We are beaming with delight about the new addition to our little family: kitten Kamikaze, Kami for short. Now fourteen weeks, our little bouncy fur ball adds a lot of joy to our household. In this post I tell you about which preparations to undertake to get yourself and your home ready for a kitten.
There are two posts in this series of caring for a kitten:
2- Raising a kitten
This post (1) is about preparations you’ll need to undertake for a kitten, making sure you can give it a happy home, what to get and how to welcome kitten into your home.
Post number 2 focuses on kitten’s first weeks in its new home, setting up a routine, feeding, playing and disciplining.
Bringing the kitten home
Experts say it is best to keep the mother and children together until they are about 10-12 weeks old because this will benefit the socialization process.
From about 8 weeks on, kitten is no longer solely dependent on its mother.
In our case, the mother had died when her litter was about 5 weeks old. The kittens were then bottle-fed by their humans. We were aware to be especially vigilant about socializing Kami properly. So far it seems to be going well.
What to get checklist:
- Cat carrier
- Litter box + poop scooper
- Bag of litter
- Food: dry food (kibble) + treats + wet food
- Scratching post
- Bowls for water and kibble
- A few toys
I list these items under ‘optional’ because we made personal choices about how we want to raise our cat, so here’s our motivation:
Bowls: it is likely that you already have bowls, so you may not need to get them especially for the kitty. We did buy a set because our bowls were too high and kitty needs easy access to food and water.

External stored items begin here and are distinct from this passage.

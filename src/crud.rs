//! Generic CRUD module
//!
//! Bundles the service, the shared cache and one mutation per write
//! operation for a single resource. Every screen of the dashboard is an
//! instance of this module.

use crate::api::{ResourceService, RestClient};
use crate::error::AdminResult;
use crate::models::{ListPage, PageRequest};
use crate::mutation::Mutation;
use crate::notify::Notifier;
use crate::query::{keys, Query, QueryClient};
use crate::resource::Resource;
use crate::validation::validate_form;
use std::sync::Arc;
use uuid::Uuid;

pub struct CrudModule<R: Resource> {
    service: ResourceService<R>,
    queries: QueryClient,
    notifier: Arc<dyn Notifier>,
    create: Mutation,
    update: Mutation,
    delete: Mutation,
    toggle: Mutation,
    reorder: Mutation,
}

impl<R: Resource> Clone for CrudModule<R> {
    fn clone(&self) -> Self {
        Self {
            service: self.service.clone(),
            queries: self.queries.clone(),
            notifier: Arc::clone(&self.notifier),
            create: self.create.clone(),
            update: self.update.clone(),
            delete: self.delete.clone(),
            toggle: self.toggle.clone(),
            reorder: self.reorder.clone(),
        }
    }
}

impl<R: Resource> CrudModule<R> {
    pub fn new(api: RestClient, queries: QueryClient, notifier: Arc<dyn Notifier>) -> Self {
        let mutation = |op: &str, message: String| {
            Mutation::new(
                format!("{}.{}", R::NAME, op),
                queries.clone(),
                Arc::clone(&notifier),
                message,
            )
            .invalidates(keys::all::<R>())
        };

        Self {
            create: mutation("create", format!("{} created successfully", R::LABEL)),
            update: mutation("update", format!("{} updated successfully", R::LABEL)),
            delete: mutation("delete", format!("{} deleted successfully", R::LABEL)),
            toggle: mutation("toggle", format!("{} status updated", R::LABEL)),
            reorder: mutation("reorder", format!("{} order updated", R::LABEL)),
            service: ResourceService::new(api),
            queries,
            notifier,
        }
    }

    pub fn service(&self) -> &ResourceService<R> {
        &self.service
    }

    pub fn queries(&self) -> &QueryClient {
        &self.queries
    }

    pub fn notifier(&self) -> Arc<dyn Notifier> {
        Arc::clone(&self.notifier)
    }

    /// New observer bound to this module's cache and notifier.
    pub fn observer<T: Clone + Send + Sync + 'static>(&self) -> Query<T> {
        Query::new(self.queries.clone(), self.notifier())
    }

    pub async fn fetch_list(&self) -> AdminResult<Vec<R::Record>> {
        let service = self.service.clone();
        self.queries
            .fetch_query(keys::list::<R>(), move || async move { service.list().await })
            .await
    }

    pub async fn fetch_admin(&self, page: Option<PageRequest>) -> AdminResult<ListPage<R::Record>> {
        let service = self.service.clone();
        self.queries
            .fetch_query(keys::admin::<R>(page), move || async move {
                service.list_admin(page).await
            })
            .await
    }

    pub async fn fetch_detail(&self, id: Uuid) -> AdminResult<R::Record> {
        let service = self.service.clone();
        self.queries
            .fetch_query(keys::detail::<R>(id), move || async move { service.get(id).await })
            .await
    }

    /// The singleton record; `None` while it has not been created.
    pub async fn fetch_current(&self) -> AdminResult<Option<R::Record>> {
        let service = self.service.clone();
        self.queries
            .fetch_query(keys::current::<R>(), move || current_or_none(service))
            .await
    }

    /// Admin list through an observer, so a newer load cancels an older one.
    pub async fn load_admin(
        &self,
        query: &Query<ListPage<R::Record>>,
        page: Option<PageRequest>,
    ) -> AdminResult<ListPage<R::Record>> {
        let service = self.service.clone();
        query
            .fetch(keys::admin::<R>(page), move || async move {
                service.list_admin(page).await
            })
            .await
    }

    pub async fn load_detail(&self, query: &Query<R::Record>, id: Uuid) -> AdminResult<R::Record> {
        let service = self.service.clone();
        query
            .fetch(keys::detail::<R>(id), move || async move { service.get(id).await })
            .await
    }

    /// Singleton record through an observer, so a dropped or superseded
    /// load resolves to a silent [`AdminError::Cancelled`](crate::AdminError::Cancelled).
    pub async fn load_current(
        &self,
        query: &Query<Option<R::Record>>,
    ) -> AdminResult<Option<R::Record>> {
        let service = self.service.clone();
        query
            .fetch(keys::current::<R>(), move || current_or_none(service))
            .await
    }

    /// Validate, then `POST`. Validation failures never reach the network.
    pub async fn create(&self, form: R::Create) -> AdminResult<R::Record> {
        validate_form(&form)?;
        self.create.run(self.service.create(&form)).await
    }

    pub async fn update(&self, id: Uuid, form: R::Update) -> AdminResult<R::Record> {
        validate_form(&form)?;
        self.update.run(self.service.update(id, &form)).await
    }

    pub async fn delete(&self, id: Uuid) -> AdminResult<()> {
        self.delete.run(self.service.delete(id)).await
    }

    pub async fn toggle(&self, id: Uuid) -> AdminResult<R::Record> {
        self.toggle.run(self.service.toggle(id)).await
    }

    pub async fn reorder(&self, ids: &[Uuid]) -> AdminResult<()> {
        self.reorder.run(self.service.reorder(ids)).await
    }

    /// True while a create or update is in flight.
    pub fn is_saving(&self) -> bool {
        self.create.is_pending() || self.update.is_pending()
    }

    pub fn is_deleting(&self) -> bool {
        self.delete.is_pending()
    }
}

async fn current_or_none<R: Resource>(service: ResourceService<R>) -> AdminResult<Option<R::Record>> {
    match service.current().await {
        Ok(record) => Ok(Some(record)),
        Err(err) if err.is_not_found() => Ok(None),
        Err(err) => Err(err),
    }
}
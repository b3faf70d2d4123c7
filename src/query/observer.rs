//! Per-view query observer

use crate::error::{AdminError, AdminResult};
use crate::notify::Notifier;
use crate::query::{QueryClient, QueryKey};
use futures::future::{AbortHandle, Abortable};
use std::future::Future;
use std::sync::{Arc, Mutex, MutexGuard};
use tracing::{debug, warn};

#[derive(Debug, Clone, Copy, PartialEq, Eq)]
pub enum QueryStatus {
    Idle,
    Loading,
    Success,
    Error,
}

struct ObserverState<T> {
    status: QueryStatus,
    data: Option<T>,
    error: Option<AdminError>,
    key: Option<QueryKey>,
    abort: Option<AbortHandle>,
    generation: u64,
}

/// Rolls the observer back when a fetch future is dropped before finishing.
struct FetchGuard<'a, T> {
    state: &'a Mutex<ObserverState<T>>,
    generation: u64,
    finished: bool,
}

impl<T> Drop for FetchGuard<'_, T> {
    fn drop(&mut self) {
        if self.finished {
            return;
        }
        let mut state = self.state.lock().unwrap_or_else(|e| e.into_inner());
        if state.generation != self.generation {
            return;
        }
        if let Some(handle) = state.abort.take() {
            debug!(key = ?state.key, "Fetch dropped before completion");
            handle.abort();
        }
        state.status = if state.data.is_some() {
            QueryStatus::Success
        } else {
            QueryStatus::Idle
        };
    }
}

/// Tracks the latest fetch issued by one view.
///
/// Starting a fetch aborts the previous one still in flight. Dropping the
/// observer, or the fetch future itself, aborts whatever is running. Aborted fetches resolve to
/// [`AdminError::Cancelled`] without notifying the user.
pub struct Query<T> {
    client: QueryClient,
    notifier: Arc<dyn Notifier>,
    state: Mutex<ObserverState<T>>,
}

impl<T> Query<T>
where
    T: Clone + Send + Sync + 'static,
{
    pub fn new(client: QueryClient, notifier: Arc<dyn Notifier>) -> Self {
        Self {
            client,
            notifier,
            state: Mutex::new(ObserverState {
                status: QueryStatus::Idle,
                data: None,
                error: None,
                key: None,
                abort: None,
                generation: 0,
            }),
        }
    }

    fn lock(&self) -> MutexGuard<'_, ObserverState<T>> {
        self.state.lock().unwrap_or_else(|e| e.into_inner())
    }

    pub async fn fetch<F, Fut>(&self, key: QueryKey, fetcher: F) -> AdminResult<T>
    where
        F: FnOnce() -> Fut,
        Fut: Future<Output = AdminResult<T>> + Send + 'static,
    {
        let (handle, registration) = AbortHandle::new_pair();
        let generation = {
            let mut state = self.lock();
            if let Some(previous) = state.abort.replace(handle) {
                debug!(key = ?state.key, "Aborting superseded fetch");
                previous.abort();
            }
            state.generation += 1;
            state.status = QueryStatus::Loading;
            state.key = Some(key.clone());
            state.generation
        };
        let mut guard = FetchGuard {
            state: &self.state,
            generation,
            finished: false,
        };

        let fetch = self.client.fetch_query(key.clone(), fetcher);
        let result = match Abortable::new(fetch, registration).await {
            Ok(result) => result,
            Err(_aborted) => Err(AdminError::Cancelled),
        };

        if let Err(err) = &result {
            if err.is_cancelled() {
                debug!(%key, "Fetch cancelled");
                return result;
            }
            warn!(%key, error = %err, "Query failed");
            self.notifier.error(&err.user_message());
        }

        guard.finished = true;
        let mut state = self.lock();
        if state.generation == generation {
            state.abort = None;
            match &result {
                Ok(value) => {
                    state.status = QueryStatus::Success;
                    state.data = Some(value.clone());
                    state.error = None;
                }
                Err(err) => {
                    state.status = QueryStatus::Error;
                    state.error = Some(err.clone());
                }
            }
        }
        result
    }

    /// Abort the in-flight fetch, if any.
    pub fn cancel(&self) {
        let mut state = self.lock();
        if let Some(handle) = state.abort.take() {
            handle.abort();
            state.generation += 1;
            state.status = if state.data.is_some() {
                QueryStatus::Success
            } else {
                QueryStatus::Idle
            };
        }
    }

    pub fn status(&self) -> QueryStatus {
        self.lock().status
    }

    pub fn is_loading(&self) -> bool {
        self.status() == QueryStatus::Loading
    }

    pub fn data(&self) -> Option<T> {
        self.lock().data.clone()
    }

    pub fn error(&self) -> Option<AdminError> {
        self.lock().error.clone()
    }

    pub fn key(&self) -> Option<QueryKey> {
        self.lock().key.clone()
    }

    /// True when the last fetched key has been invalidated or aged out.
    pub async fn is_stale(&self) -> bool {
        match self.key() {
            Some(key) => self.client.is_stale(&key).await,
            None => true,
        }
    }
}

impl<T> Drop for Query<T> {
    fn drop(&mut self) {
        let state = self.state.get_mut().unwrap_or_else(|e| e.into_inner());
        if let Some(handle) = state.abort.take() {
            handle.abort();
        }
    }
}
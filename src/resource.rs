//! Resource definitions
//!
//! A resource is one content type managed by the dashboard. Implementing
//! [`Resource`] is all a new screen needs: the generic service, queries,
//! mutations, dialog and page are parameterized by it.

use crate::api::ToFormData;
use crate::models::Upload;
use crate::page::Column;
use serde::de::DeserializeOwned;
use serde::Serialize;
use std::fmt::Debug;
use uuid::Uuid;
use validator::Validate;

/// Whether a resource is a list of records or a single record
#[derive(Debug, Clone, Copy, PartialEq, Eq)]
pub enum ResourceKind {
    Collection,
    Singleton,
}

/// Optional endpoints a resource exposes
#[derive(Debug, Clone, Copy, PartialEq, Eq)]
pub struct Capabilities {
    /// `PATCH /{resource}/:id/toggle`
    pub toggle: bool,
    /// `DELETE /{resource}/:id`
    pub delete: bool,
    /// `PATCH /{resource}/reorder`
    pub reorder: bool,
    /// Admin list returns `{ items, pagination }`
    pub paginated: bool,
}

impl Capabilities {
    pub const NONE: Capabilities = Capabilities {
        toggle: false,
        delete: false,
        reorder: false,
        paginated: false,
    };

    pub const fn toggle(self) -> Self {
        Self { toggle: true, ..self }
    }

    pub const fn delete(self) -> Self {
        Self { delete: true, ..self }
    }

    pub const fn reorder(self) -> Self {
        Self { reorder: true, ..self }
    }

    pub const fn paginated(self) -> Self {
        Self { paginated: true, ..self }
    }
}

pub trait Resource: Send + Sync + 'static {
    /// Root of every query key for this resource, e.g. `banners`
    const NAME: &'static str;
    /// Singular label used in notifications, e.g. `Banner`
    const LABEL: &'static str;
    /// REST path relative to the API base, e.g. `/banners`
    const PATH: &'static str;
    const KIND: ResourceKind = ResourceKind::Collection;
    const CAPABILITIES: Capabilities = Capabilities::NONE;
    /// Wire names of the fields that carry files
    const FILE_FIELDS: &'static [&'static str] = &[];

    type Record: DeserializeOwned + Clone + Debug + Send + Sync + 'static;
    type Create: Validate + ToFormData + From<Self::Update> + Debug + Send + Sync;
    type Update: Validate
        + ToFormData
        + Serialize
        + DeserializeOwned
        + Default
        + Clone
        + Debug
        + Send
        + Sync
        + 'static;

    fn id(record: &Self::Record) -> Uuid;

    /// Text identifying a record in confirmations
    fn display_name(record: &Self::Record) -> String;

    fn is_active(_record: &Self::Record) -> Option<bool> {
        None
    }

    /// Draft pre-filled from an existing record for the edit dialog
    fn edit_draft(record: &Self::Record) -> Self::Update;

    /// Server URL currently stored in a file field
    fn remote_file(_record: &Self::Record, _field: &str) -> Option<String> {
        None
    }

    /// Attach or clear a file on the draft. Returns false for unknown fields.
    fn set_file(_draft: &mut Self::Update, _field: &str, _file: Option<Upload>) -> bool {
        false
    }

    fn columns() -> Vec<Column<Self::Record>>;
}

/// Shared cell formatting for the `Status` column
pub fn status_label(active: bool) -> String {
    if active { "Active" } else { "Inactive" }.to_string()
}

/// Shorten long text for table cells.
pub fn truncate(text: &str, max: usize) -> String {
    if text.chars().count() <= max {
        return text.to_string();
    }
    let cut: String = text.chars().take(max.saturating_sub(1)).collect();
    format!("{}…", cut)
}
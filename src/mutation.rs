//! Mutations
//!
//! A mutation wraps one write operation: it refuses to start while a previous
//! run is pending, invalidates its query keys on success, and reports the
//! outcome through the notifier.

use crate::error::{AdminError, AdminResult};
use crate::notify::Notifier;
use crate::query::{QueryClient, QueryKey};
use std::future::Future;
use std::sync::atomic::{AtomicBool, Ordering};
use std::sync::Arc;
use tracing::{error, info};

#[derive(Clone)]
pub struct Mutation {
    name: String,
    queries: QueryClient,
    notifier: Arc<dyn Notifier>,
    invalidates: Vec<QueryKey>,
    success_message: String,
    pending: Arc<AtomicBool>,
}

/// Clears the pending flag however the run ends.
struct PendingGuard<'a>(&'a AtomicBool);

impl Drop for PendingGuard<'_> {
    fn drop(&mut self) {
        self.0.store(false, Ordering::Release);
    }
}

impl Mutation {
    pub fn new(
        name: impl Into<String>,
        queries: QueryClient,
        notifier: Arc<dyn Notifier>,
        success_message: impl Into<String>,
    ) -> Self {
        Self {
            name: name.into(),
            queries,
            notifier,
            invalidates: Vec::new(),
            success_message: success_message.into(),
            pending: Arc::new(AtomicBool::new(false)),
        }
    }

    /// Invalidate `key` (and everything under it) after each success.
    pub fn invalidates(mut self, key: QueryKey) -> Self {
        self.invalidates.push(key);
        self
    }

    pub fn name(&self) -> &str {
        &self.name
    }

    pub fn is_pending(&self) -> bool {
        self.pending.load(Ordering::Acquire)
    }

    pub async fn run<T, Fut>(&self, operation: Fut) -> AdminResult<T>
    where
        Fut: Future<Output = AdminResult<T>>,
    {
        if self
            .pending
            .compare_exchange(false, true, Ordering::AcqRel, Ordering::Acquire)
            .is_err()
        {
            return Err(AdminError::Busy);
        }
        let _guard = PendingGuard(&self.pending);

        match operation.await {
            Ok(value) => {
                for key in &self.invalidates {
                    self.queries.invalidate_queries(key).await;
                }
                info!(mutation = %self.name, "Mutation succeeded");
                self.notifier.success(&self.success_message);
                Ok(value)
            }
            Err(err) => {
                error!(mutation = %self.name, error = %err, "Mutation failed");
                self.notifier.error(&err.user_message());
                Err(err)
            }
        }
    }
}

#[cfg(test)]
mod tests {
    use super::*;
    use crate::notify::ToastQueue;
    use std::time::Duration;

    fn mutation(toasts: &ToastQueue, queries: &QueryClient) -> Mutation {
        Mutation::new(
            "faqs.create",
            queries.clone(),
            Arc::new(toasts.clone()),
            "FAQ created successfully",
        )
        .invalidates(QueryKey::new("faqs"))
    }

    #[tokio::test]
    async fn test_success_invalidates_and_notifies() {
        let toasts = ToastQueue::new();
        let queries = QueryClient::default();
        let list = QueryKey::new("faqs").with("list");
        queries.set_query_data(list.clone(), 1u32).await;

        let value = mutation(&toasts, &queries).run(async { Ok(42) }).await.unwrap();

        assert_eq!(value, 42);
        assert!(queries.is_stale(&list).await);
        assert_eq!(toasts.successes()[0].message, "FAQ created successfully");
    }

    #[tokio::test]
    async fn test_failure_notifies_with_readable_message() {
        let toasts = ToastQueue::new();
        let queries = QueryClient::default();
        let list = QueryKey::new("faqs").with("list");
        queries.set_query_data(list.clone(), 1u32).await;

        let result: AdminResult<()> = mutation(&toasts, &queries)
            .run(async { Err(AdminError::Network("connection refused".into())) })
            .await;

        assert!(result.is_err());
        assert!(!queries.is_stale(&list).await);
        assert_eq!(
            toasts.errors()[0].message,
            "Unable to reach the server. Check your connection and try again."
        );
    }

    #[tokio::test]
    async fn test_second_run_while_pending_is_busy() {
        let toasts = ToastQueue::new();
        let queries = QueryClient::default();
        let m = mutation(&toasts, &queries);

        let slow = m.run(async {
            tokio::time::sleep(Duration::from_millis(50)).await;
            Ok(1)
        });
        let fast = async {
            tokio::time::sleep(Duration::from_millis(5)).await;
            assert!(m.is_pending());
            m.run(async { Ok(2) }).await
        };
        let (first, second) = tokio::join!(slow, fast);

        assert_eq!(first, Ok(1));
        assert_eq!(second, Err(AdminError::Busy));
        assert!(!m.is_pending());
        assert_eq!(toasts.successes().len(), 1);
    }
}
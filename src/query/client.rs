//! Shared query cache

use crate::error::{AdminError, AdminResult};
use crate::query::QueryKey;
use futures::future::{BoxFuture, FutureExt, Shared};
use std::any::Any;
use std::collections::HashMap;
use std::future::Future;
use std::sync::Arc;
use std::time::{Duration, Instant};
use tokio::sync::{broadcast, RwLock};
use tracing::{debug, warn};

type CachedValue = Arc<dyn Any + Send + Sync>;
type SharedFetch = Shared<BoxFuture<'static, AdminResult<CachedValue>>>;

const EVENT_CAPACITY: usize = 64;

/// Cache notifications
#[derive(Debug, Clone, PartialEq, Eq)]
pub enum QueryEvent {
    /// Fresh data was stored under the key
    Fetched(QueryKey),
    /// Every entry under the prefix was marked stale
    Invalidated(QueryKey),
}

struct CacheEntry {
    value: CachedValue,
    fetched_at: Instant,
    stale: bool,
}

struct InFlight {
    id: u64,
    future: SharedFetch,
}

#[derive(Default)]
struct CacheState {
    entries: HashMap<QueryKey, CacheEntry>,
    in_flight: HashMap<QueryKey, InFlight>,
    next_fetch_id: u64,
}

/// Cloning shares the same cache.
#[derive(Clone)]
pub struct QueryClient {
    state: Arc<RwLock<CacheState>>,
    stale_time: Duration,
    events: broadcast::Sender<QueryEvent>,
}

impl QueryClient {
    pub fn new(stale_time: Duration) -> Self {
        let (events, _) = broadcast::channel(EVENT_CAPACITY);
        Self {
            state: Arc::new(RwLock::new(CacheState::default())),
            stale_time,
            events,
        }
    }

    pub fn stale_time(&self) -> Duration {
        self.stale_time
    }

    pub fn subscribe(&self) -> broadcast::Receiver<QueryEvent> {
        self.events.subscribe()
    }

    /// Cached value for a key, fresh or not.
    pub async fn get_query_data<T>(&self, key: &QueryKey) -> Option<T>
    where
        T: Clone + Send + Sync + 'static,
    {
        let state = self.state.read().await;
        state
            .entries
            .get(key)
            .and_then(|entry| entry.value.downcast_ref::<T>())
            .cloned()
    }

    pub async fn set_query_data<T>(&self, key: QueryKey, value: T)
    where
        T: Send + Sync + 'static,
    {
        let mut state = self.state.write().await;
        state.entries.insert(
            key.clone(),
            CacheEntry {
                value: Arc::new(value),
                fetched_at: Instant::now(),
                stale: false,
            },
        );
        drop(state);
        let _ = self.events.send(QueryEvent::Fetched(key));
    }

    /// True when the key has no entry, was invalidated, or outlived the stale time.
    pub async fn is_stale(&self, key: &QueryKey) -> bool {
        let state = self.state.read().await;
        match state.entries.get(key) {
            Some(entry) => self.entry_is_stale(entry),
            None => true,
        }
    }

    fn entry_is_stale(&self, entry: &CacheEntry) -> bool {
        entry.stale || entry.fetched_at.elapsed() >= self.stale_time
    }

    /// Serve a fresh cached value, or run `fetcher`.
    ///
    /// Concurrent calls for the same key share one in-flight request; only the
    /// first caller's `fetcher` runs.
    pub async fn fetch_query<T, F, Fut>(&self, key: QueryKey, fetcher: F) -> AdminResult<T>
    where
        T: Clone + Send + Sync + 'static,
        F: FnOnce() -> Fut,
        Fut: Future<Output = AdminResult<T>> + Send + 'static,
    {
        {
            let state = self.state.read().await;
            if let Some(entry) = state.entries.get(&key) {
                if !self.entry_is_stale(entry) {
                    if let Some(value) = entry.value.downcast_ref::<T>() {
                        debug!(%key, "Query cache hit");
                        return Ok(value.clone());
                    }
                }
            }
        }

        let (id, shared) = {
            let mut state = self.state.write().await;
            match state.in_flight.get(&key) {
                Some(running) => {
                    debug!(%key, "Joining in-flight query");
                    (running.id, running.future.clone())
                }
                None => {
                    state.next_fetch_id += 1;
                    let id = state.next_fetch_id;
                    let fut = fetcher();
                    let shared = async move { fut.await.map(|v| Arc::new(v) as CachedValue) }
                        .boxed()
                        .shared();
                    state.in_flight.insert(
                        key.clone(),
                        InFlight {
                            id,
                            future: shared.clone(),
                        },
                    );
                    (id, shared)
                }
            }
        };

        let result = shared.await;
        self.complete(&key, id, &result).await;

        let value = result?;
        value.downcast_ref::<T>().cloned().ok_or_else(|| {
            AdminError::Decode(format!("Cached value for {} has an unexpected type", key))
        })
    }

    /// Store the outcome of fetch `id` unless it was superseded or invalidated.
    async fn complete(&self, key: &QueryKey, id: u64, result: &AdminResult<CachedValue>) {
        let mut state = self.state.write().await;
        let current = state.in_flight.get(key).map(|f| f.id) == Some(id);
        if !current {
            return;
        }
        state.in_flight.remove(key);

        match result {
            Ok(value) => {
                state.entries.insert(
                    key.clone(),
                    CacheEntry {
                        value: Arc::clone(value),
                        fetched_at: Instant::now(),
                        stale: false,
                    },
                );
                drop(state);
                let _ = self.events.send(QueryEvent::Fetched(key.clone()));
            }
            Err(err) if err.is_cancelled() => {}
            Err(err) => warn!(%key, error = %err, "Query failed"),
        }
    }

    /// Mark every entry under `prefix` stale and forget in-flight fetches
    /// started before the invalidation. Returns the number of entries touched.
    pub async fn invalidate_queries(&self, prefix: &QueryKey) -> usize {
        let mut state = self.state.write().await;
        let mut touched = 0;
        for (key, entry) in state.entries.iter_mut() {
            if key.starts_with(prefix) {
                entry.stale = true;
                touched += 1;
            }
        }
        state.in_flight.retain(|key, _| !key.starts_with(prefix));
        drop(state);

        debug!(%prefix, touched, "Invalidated queries");
        let _ = self.events.send(QueryEvent::Invalidated(prefix.clone()));
        touched
    }

    /// Drop entries under `prefix` entirely.
    pub async fn remove_queries(&self, prefix: &QueryKey) {
        let mut state = self.state.write().await;
        state.entries.retain(|key, _| !key.starts_with(prefix));
        state.in_flight.retain(|key, _| !key.starts_with(prefix));
    }

    pub async fn clear(&self) {
        let mut state = self.state.write().await;
        state.entries.clear();
        state.in_flight.clear();
    }
}

impl Default for QueryClient {
    fn default() -> Self {
        Self::new(Duration::from_secs(30))
    }
}
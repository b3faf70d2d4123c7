//! CMS Admin - headless content-management dashboard
//!
//! Every screen of the dashboard (banners, hero, about, announcements, footer,
//! services, users, testimonials, FAQs, brochures) follows one pattern, so it
//! is expressed once here and instantiated per [`resource::Resource`]:
//!
//! - **Schema** (`models::*`, `validation`): `CreateX`/`UpdateX` forms with
//!   declarative rules and file checks.
//! - **Service** (`api`): REST calls; forms go out as JSON, or multipart when
//!   they carry files.
//! - **Queries** (`query`): a shared cache keyed by [`query::QueryKey`] with
//!   request coalescing, staleness and prefix invalidation.
//! - **Mutations** (`mutation`, `crud`): guarded writes that invalidate the
//!   resource's keys and raise toasts.
//! - **Dialog and page** (`dialog`, `page`): the create/edit form state machine
//!   and the table screen that drives it.
//!
//! Shared handles live in [`state::AdminContext`] and are passed explicitly.

pub mod api;
pub mod auth;
pub mod cli;
pub mod config;
pub mod crud;
pub mod dialog;
pub mod error;
pub mod models;
pub mod mutation;
pub mod notify;
pub mod page;
pub mod query;
pub mod resource;
pub mod state;
pub mod validation;

pub use crud::CrudModule;
pub use error::{AdminError, AdminResult};
pub use resource::Resource;
pub use state::AdminContext;
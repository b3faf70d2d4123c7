//! HTTP layer
//!
//! `RestClient` wraps one `reqwest::Client` and speaks the backend's
//! `{ success, message, data }` envelope; `ResourceService` maps each REST
//! operation of a resource onto it.

pub mod client;
pub mod form_data;
pub mod service;

pub use client::RestClient;
pub use form_data::{FormData, FormValue, ToFormData};
pub use service::ResourceService;
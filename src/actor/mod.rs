//! Actor Model: message-passing concurrency for the front-end.
//!
//! Every subsystem runs on its own thread and owns its state outright;
//! other threads talk to it through crossbeam channels:
//! - **Keyboard**: owns the key matrix, replays scripted key taps
//! - **Renderer**: owns the output and display surfaces, runs mode changes
//! - **Input**: turns device events into matrix and joystick changes
//! - **Shutdown Coordinator**: broadcasts terminate and joins everyone
//!
//! # Architecture
//!
//! ```text
//! ┌──────────────┐   DeviceEvent   ┌──────────────┐  key_down/up  ┌──────────────┐
//! │   Terminal   │ ──────────────▶ │    Input     │ ────────────▶ │   Keyboard   │
//! └──────────────┘                 └──────────────┘               └──────────────┘
//!                                         │ request_exit
//!                                         ▼
//! ┌──────────────┐  Swap{Output,   ┌──────────────┐   terminate   ┌──────────────┐
//! │   Renderer   │ ◀──── Display}  │   Shutdown   │ ────────────▶ │  every actor │
//! └──────────────┘                 │ Coordinator  │ ◀──── ack ─── └──────────────┘
//!        │ CoreCommand             └──────────────┘
//!        ▼
//! ┌──────────────┐
//! │ Emulation    │
//! │ Core         │
//! └──────────────┘
//! ```

mod context;
mod frontend;
mod input;
mod keyboard;
mod messages;
mod renderer;
mod shutdown;
mod supervisor;

pub use context::Context;
pub use frontend::{Collaborators, Frontend};
pub use input::{translate, InputAction, InputDispatcher};
pub use keyboard::Keyboard;
pub use messages::{DeviceEvent, KeyState, KeyboardCommand, RendererCommand};
pub use renderer::Renderer;
pub use shutdown::ShutdownCoordinator;
pub use supervisor::{ActorHandle, ActorState, EventLoop};
//! Logging setup.
//!
//! Library code only emits `tracing` events. Binaries and demos call
//! [`init`] once to print them.

use tracing_subscriber::EnvFilter;

use crate::config::FrontendConfig;

/// Target of the per-event device input traces.
pub const INPUT_TARGET: &str = "speccy_frontend::input";

/// Filter directives for `config`, used when `RUST_LOG` is unset.
pub fn default_directives(config: &FrontendConfig) -> String {
    let level = if config.verbose { "debug" } else { "info" };
    if config.verbose_input {
        format!("{level},{INPUT_TARGET}=trace")
    } else {
        level.to_string()
    }
}

/// Install a formatting subscriber on stderr.
///
/// `RUST_LOG` takes precedence over the configured verbosity. Calling this
/// again once a subscriber is installed does nothing.
pub fn init(config: &FrontendConfig) {
    let filter = EnvFilter::try_from_default_env()
        .unwrap_or_else(|_| EnvFilter::new(default_directives(config)));

    let _ = tracing_subscriber::fmt()
        .with_env_filter(filter)
        .with_writer(std::io::stderr)
        .with_thread_names(true)
        .try_init();
}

Toys: this is optional because you can also use household items you already have (more details under ‘things he likes’ in this post). Also, all of your friends and family will want to come see your little cutie. They may bring gifts. We started off with two little mice and a lot of empty toilet paper rolls. He still loves to play with those!
Tip: Don’t leave the toys out continuously, because the kitten may get bored with them after a while. He also needs to know it’s not always play time. Change things up regularly. Our Kami keeps losing toys under the sofa or the bed, so we make sure to have something at hand in all rooms.
Leash/harness: we got Kami one because we want him to get used to being outdoors. When he’s castrated, chipped and has developed his skills sufficiently, we will let him go outside without the harness. Putting it on the first time was a disaster. We kept on trying and though he still doesn’t like it, he loves going outside. My husband lengthened the leash with an elastic rope which allows for more freedom for all.
Comb: cats are exceptionally good at grooming themselves. We don’t use the comb often yet since he is still small and doesn’t have a thick fur coat at the moment (summer). We do comb him occasionally to allow him to get used to it.
Apart from buying the essentials, you’ll need to make sure your home is in a proper state to welcome kitty.
Preparing your home checklist:
- Clean and declutter your home
- Prepare the litter box
- Set out water
- Close doors of rooms you don’t want your kitten to go into
- Close windows where there’s a risk of kitty escaping
- Prepare a refuge: a place kitten can go to by himself without being disturbed
Introducing kitten to your home and yourself
In advance to us picking up Kami at his birth home, I asked if it was possible to get a blanket or something else which smelled like the place he grew up in, and a familiar toy to make him feel at home more quickly. The family kindly gave us a towel he sleeps on and a little toy mouse. We set up the carrier with the towel and the mouse and then boarded the train with the newest addition to our family!
We had bought first class train tickets so it would be more quiet for Kami and this worked out well. He was frightened in the carrier, so we took him out of it as soon as we were settled. Kami was mesmerized by the movements of the train! We also got some cat milk to help him calm down and set it out on the little table in the carriage. After about half an hour he seemed to be feeling more comfortable (he hit it off immediately with my husband!) and started to explore; he went to take a sip of milk and after a while he fell asleep on our laps.
At home, we let him out of his carrier and set him on the litter box (without top cover) to introduce him to it. We also showed him his water bowl and filled the other bowl with kibble. Some say it is best to introduce the cat to your home one room at a time. In our case, our apartment is not so big and Kami is inquisitive, so this was not necessary for us. We just let him explore. Titus set up a box with his towel and then we just waited until Kami settled in.
Tip: In order to build trust between your kitten and yourself, spend a lot of time together in the beginning. If you can’t, reconsider taking in a kitten; it can’t be left alone too long when it is a baby and settling into its new home.
Titus is in between jobs at the moment so he can spend a lot of time with Kami and make sure he doesn’t worry about being left alone.
In our case, since his mother died when Kami was still very young, we felt it extra important to make sure he knows we won’t leave him. Titus grew up with cats and is very comfortable around them, so this helped in getting Kami to trust him. I work office hours, so to bond with Kami I am responsible for breakfast and dinner. Even though I don’t see him as much, Kami does love me because I feed him. Sometimes life can be so simple!